You've bought a lot of complexity when you move globally like that. You've opened yourself up to transportation from Asia to the U.S.; those rates have been at record highs. Ocean shipping will probably stabilize or come down, air probably will not. You hear of people that built a business plan on 80% of inventory going on the water and 20% going on the air, and the reality is it was the other way around. And the peak season pricing is only getting worse.
Then there's the level of trust -- there are suppliers that will play games with the contract manufacturer: 'I sent 1,000.' 'I only got 900.' And you end up eating the 100. So you have to protect yourself. Then there's also the customs people. You've bitten off a lot.

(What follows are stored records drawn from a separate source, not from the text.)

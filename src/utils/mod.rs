//! Matrix helpers and block preprocessing.

mod matrix;
mod preprocess;

pub use matrix::{
    column, cross_product, dominant_eigenvector, frobenius_norm, norm, numerical_rank,
    select_rows, trace,
};
pub use preprocess::{apply_preprocessing, preprocess, Preprocessed};
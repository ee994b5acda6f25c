//! Model-size selection by cross-validation.
//!
//! - **Folds**: random row permutation cut into contiguous blocks
//! - **PRESS**: prediction error sums for every requested number of latent variables
//!
//! # Example
//!
//! ```rust,ignore
//! use pls_rs::core::CrossValidationOptions;
//! use pls_rs::evaluation::crossval_pls;
//!
//! let options = CrossValidationOptions::builder()
//!     .lvs(&[0, 1, 2, 3, 4, 5])
//!     .blocks(10)
//!     .seed(42)
//!     .build()?;
//!
//! let cv = crossval_pls(&x, &y, &options)?;
//! println!("best model: {:?} latent variables", cv.best_lv());
//! ```

mod crossval;
mod folds;

pub use crossval::{crossval_pls, crossval_pls_with_plot, crossval_pls_with_rng};
pub use folds::FoldPartition;
//! Matrix utility functions.

use crate::solvers::PlsError;
use faer::{Col, Mat, Side};

/// Compute the cross-product matrix A'B.
pub fn cross_product(a: &Mat<f64>, b: &Mat<f64>) -> Mat<f64> {
    a.transpose() * b
}

/// Gather the given rows of a matrix, in the order listed.
pub fn select_rows(x: &Mat<f64>, rows: &[usize]) -> Mat<f64> {
    Mat::from_fn(rows.len(), x.ncols(), |i, j| x[(rows[i], j)])
}

/// Copy a single column of a matrix.
pub fn column(x: &Mat<f64>, j: usize) -> Col<f64> {
    Col::from_fn(x.nrows(), |i| x[(i, j)])
}

/// Euclidean norm of a vector.
pub fn norm(v: &Col<f64>) -> f64 {
    v.iter().map(|&x| x * x).sum::<f64>().sqrt()
}

/// Frobenius norm of a matrix.
pub fn frobenius_norm(x: &Mat<f64>) -> f64 {
    let mut sum = 0.0;
    for j in 0..x.ncols() {
        for i in 0..x.nrows() {
            sum += x[(i, j)].powi(2);
        }
    }
    sum.sqrt()
}

/// Sum of the diagonal of a square matrix.
pub fn trace(x: &Mat<f64>) -> f64 {
    (0..x.nrows().min(x.ncols())).map(|i| x[(i, i)]).sum()
}

/// Numerical rank of a matrix from the diagonal of its column-pivoted QR factor.
///
/// A diagonal entry counts towards the rank when its magnitude exceeds
/// `tolerance` times the magnitude of the leading entry.
pub fn numerical_rank(x: &Mat<f64>, tolerance: f64) -> usize {
    let k = x.nrows().min(x.ncols());
    if k == 0 {
        return 0;
    }

    let qr = x.col_piv_qr();
    let r = qr.R();

    let lead = r[(0, 0)].abs();
    if lead == 0.0 || !lead.is_finite() {
        return 0;
    }

    let mut rank = 0;
    for i in 0..k {
        if r[(i, i)].abs() > tolerance * lead {
            rank += 1;
        } else {
            break;
        }
    }
    rank
}

/// Eigenpair with the largest eigenvalue of a symmetric matrix.
///
/// Returns `(eigenvalue, unit eigenvector)`. On ties the lowest index in
/// faer's ordering wins.
pub fn dominant_eigenvector(s: &Mat<f64>) -> Result<(f64, Col<f64>), PlsError> {
    let n = s.nrows();
    if n == 0 {
        return Ok((0.0, Col::zeros(0)));
    }

    let eig = s
        .self_adjoint_eigen(Side::Lower)
        .map_err(|err| PlsError::Decomposition(format!("self-adjoint eigen: {err:?}")))?;
    let values = eig.S();
    let vectors = eig.U();

    let mut best = 0;
    for i in 1..n {
        if values[i] > values[best] {
            best = i;
        }
    }

    Ok((values[best], Col::from_fn(n, |i| vectors[(i, best)])))
}
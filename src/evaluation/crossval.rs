//! Row-wise k-fold cross-validation of kernel PLS models.
//!
//! ## Purpose
//!
//! Estimates the prediction error (PRESS) of PLS models of every requested
//! size so the number of latent variables can be chosen.
//!
//! ## Procedure
//!
//! 1. Shuffle the rows and cut them into `blocks` contiguous folds.
//! 2. For each fold, preprocess the calibration rows and apply the same
//!    center and scale to the held-out rows.
//! 3. Fit kernel PLS once with `max(lvs)` components on the calibration
//!    cross-products.
//! 4. For each requested count, predict the held-out responses and add the
//!    squared residuals to that count's PRESS. Zero components predicts the
//!    calibration mean, i.e. the residual is the preprocessed held-out block.
//!
//! ## Invariants
//!
//! * Calibration and held-out rows are disjoint in each fold.
//! * Held-out rows never influence the preprocessing or the model.
//! * Folds are accumulated in order, so a fixed seed gives bit-identical output.

use crate::core::{
    normalize_latent_variables, CrossValidationOptions, CrossValidationResult, PressPlot,
};
use crate::evaluation::folds::FoldPartition;
use crate::solvers::{CrossProductFit, KernelPls, PlsError};
use crate::utils::{
    apply_preprocessing, cross_product, numerical_rank, preprocess, select_rows,
};
use faer::{Col, Mat};
use log::{debug, warn};
use rand::Rng;

/// Inputs checked and defaults resolved against the data.
struct Plan {
    lvs: Vec<usize>,
    blocks: usize,
}

fn validate_blocks(x: &Mat<f64>, y: &Mat<f64>) -> Result<(), PlsError> {
    if x.nrows() == 0 || x.ncols() == 0 {
        return Err(PlsError::MissingInput("predictor matrix is empty"));
    }
    if y.nrows() != x.nrows() {
        return Err(PlsError::DimensionMismatch {
            what: "response rows",
            expected: x.nrows(),
            got: y.nrows(),
        });
    }
    if y.ncols() == 0 {
        return Err(PlsError::MissingInput("response matrix has no columns"));
    }
    Ok(())
}

fn plan(
    x: &Mat<f64>,
    y: &Mat<f64>,
    options: &CrossValidationOptions,
) -> Result<Plan, PlsError> {
    validate_blocks(x, y)?;

    let n = x.nrows();
    let blocks = options.blocks.unwrap_or(n);
    if blocks <= 2 || blocks > n {
        return Err(PlsError::InvalidBlocks { blocks, n });
    }
    options.validate()?;

    let lvs = match &options.lvs {
        Some(lvs) => normalize_latent_variables(lvs),
        None => (0..=numerical_rank(x, options.tolerance)).collect(),
    };
    if lvs.is_empty() {
        return Err(PlsError::MissingInput("no latent-variable counts to evaluate"));
    }

    Ok(Plan { lvs, blocks })
}

/// Cross-validate kernel PLS models of the requested sizes.
///
/// The fold permutation is drawn from `options.seed` when set, otherwise from
/// OS entropy.
///
/// # Errors
///
/// * [`PlsError::MissingInput`] for empty matrices or an empty `lvs`.
/// * [`PlsError::DimensionMismatch`] when `y` and `x` differ in rows.
/// * [`PlsError::InvalidBlocks`] when `blocks` is not in `(2, n]`.
/// * [`PlsError::InvalidOptions`] for a non-positive tolerance.
pub fn crossval_pls(
    x: &Mat<f64>,
    y: &Mat<f64>,
    options: &CrossValidationOptions,
) -> Result<CrossValidationResult, PlsError> {
    crossval_pls_with_rng(x, y, options, &mut options.rng())
}

/// Cross-validate with a caller-supplied random source and, when
/// `options.plot` is set, pass the PRESS curve to `plot`.
///
/// Use [`CrossValidationOptions::rng`] to draw the permutation from
/// `options.seed`.
pub fn crossval_pls_with_plot<R, P>(
    x: &Mat<f64>,
    y: &Mat<f64>,
    options: &CrossValidationOptions,
    rng: &mut R,
    plot: &mut P,
) -> Result<CrossValidationResult, PlsError>
where
    R: Rng + ?Sized,
    P: PressPlot + ?Sized,
{
    let result = crossval_pls_with_rng(x, y, options, rng)?;
    if options.plot {
        plot.render_press(&result.cumpress, &result.lvs);
    }
    Ok(result)
}

/// Cross-validate using a caller-supplied random source for the fold permutation.
///
/// `options.seed` is ignored.
pub fn crossval_pls_with_rng<R: Rng + ?Sized>(
    x: &Mat<f64>,
    y: &Mat<f64>,
    options: &CrossValidationOptions,
    rng: &mut R,
) -> Result<CrossValidationResult, PlsError> {
    let Plan { lvs, blocks } = plan(x, y, options)?;

    let n = x.nrows();
    let o = y.ncols();
    let max_lv = lvs[lvs.len() - 1];

    let partition = FoldPartition::random(n, blocks, rng)?;
    let model = KernelPls::builder()
        .max_components(max_lv)
        .tolerance(options.tolerance)
        .build();

    let mut press = Mat::zeros(max_lv + 1, o);
    let mut fold_components = Vec::with_capacity(blocks);

    for fold in 0..blocks {
        let test_rows = partition.fold(fold);
        let train_rows = partition.training(fold);

        let calibration_x = preprocess(&select_rows(x, &train_rows), options.prep_x);
        let calibration_y = preprocess(&select_rows(y, &train_rows), options.prep_y);

        let test_x = apply_preprocessing(
            &select_rows(x, test_rows),
            &calibration_x.center,
            &calibration_x.scale,
        )?;
        let test_y = apply_preprocessing(
            &select_rows(y, test_rows),
            &calibration_y.center,
            &calibration_y.scale,
        )?;

        let sxx = cross_product(&calibration_x.data, &calibration_x.data);
        let sxy = cross_product(&calibration_x.data, &calibration_y.data);
        let fitted = model.fit(&sxx, &sxy)?;

        if fitted.is_degraded() {
            warn!(
                "fold {}: only {} of {} latent variables could be extracted",
                fold,
                fitted.n_components(),
                max_lv
            );
        }
        fold_components.push(fitted.n_components());

        for &lv in &lvs {
            let residuals = if lv == 0 {
                test_y.clone()
            } else {
                &test_y - &fitted.predict(&test_x, lv)?
            };
            for k in 0..o {
                let sq: f64 = (0..residuals.nrows())
                    .map(|i| residuals[(i, k)].powi(2))
                    .sum();
                press[(lv, k)] += sq;
            }
        }

        debug!(
            "fold {}/{}: {} held out, {} calibration rows",
            fold + 1,
            blocks,
            test_rows.len(),
            train_rows.len()
        );
    }

    let cumpress = Col::from_fn(max_lv + 1, |lv| (0..o).map(|k| press[(lv, k)]).sum());

    Ok(CrossValidationResult {
        cumpress,
        press,
        lvs,
        blocks,
        fold_components,
    })
}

Q: How do manufacturers ensure quality assurance when their operations are so dispersed?
A: That's a real issue. China is a great story on the quality side. I hear of people who outsourced manufacturing to the same contract manufacturer in Mexico for years, and they'd get the quality up and then it would fall back down. Then they moved to China and within six months blew by the best they'd ever seen in Mexico and sustained it. The challenge now is that people want to get both the quality and the lower labor costs, so they're having to go into western China. Whether they can match that quality level there, we'll see. Quality managers will have to go there and certify manufacturers. And you certainly want to do it at the factory. You don't want to do it after the product gets here.
Q: What about this end of the supply chain? What's the forecast for the logistics infrastructure in the U.S.?
A: It just sounds like we're headed downward. I think that's a drum we all need to beat on harder.
Our logistics infrastructure is going to be a real challenge for us in the future. Asian ports are growing at 25% a year. Our ports are liable to be over 100% capacity in a few years, and I don't see the opportunities to expand them because typically they're in larger cities and congested.
Our railroad system is, frankly, not keeping up, and it's something of a tragedy. We have a real opportunity in that, unlike Europe, for example, we don't have a legacy of national railroads that are politically connected and hard to integrate, that move only in one direction because of politics that are heavily dedicated to passenger rail. And yet we just are not delivering the goods the way we should be. And there are reasons: It's hard for the railroads to get a reasonable return on invested capital -- it's a capital-intensive business. And so it's hard for them to justify making the investments that need to be made unless they can get that return. So, part of it is the externalities -- the things that other modes of transportation don't have to pay for -- that make them relatively less expensive than rail.
We're heading for a crisis in trucking, I think, because of fuel rates, insurance rates, the age and number of drivers. In that environment the financial stability of some of the carriers wavers -- their assets and trucks become less valuable and it's hard for them to keep going. I think it's a real issue.
And then on the 'software' side, too, it involves training the people who think about these issues.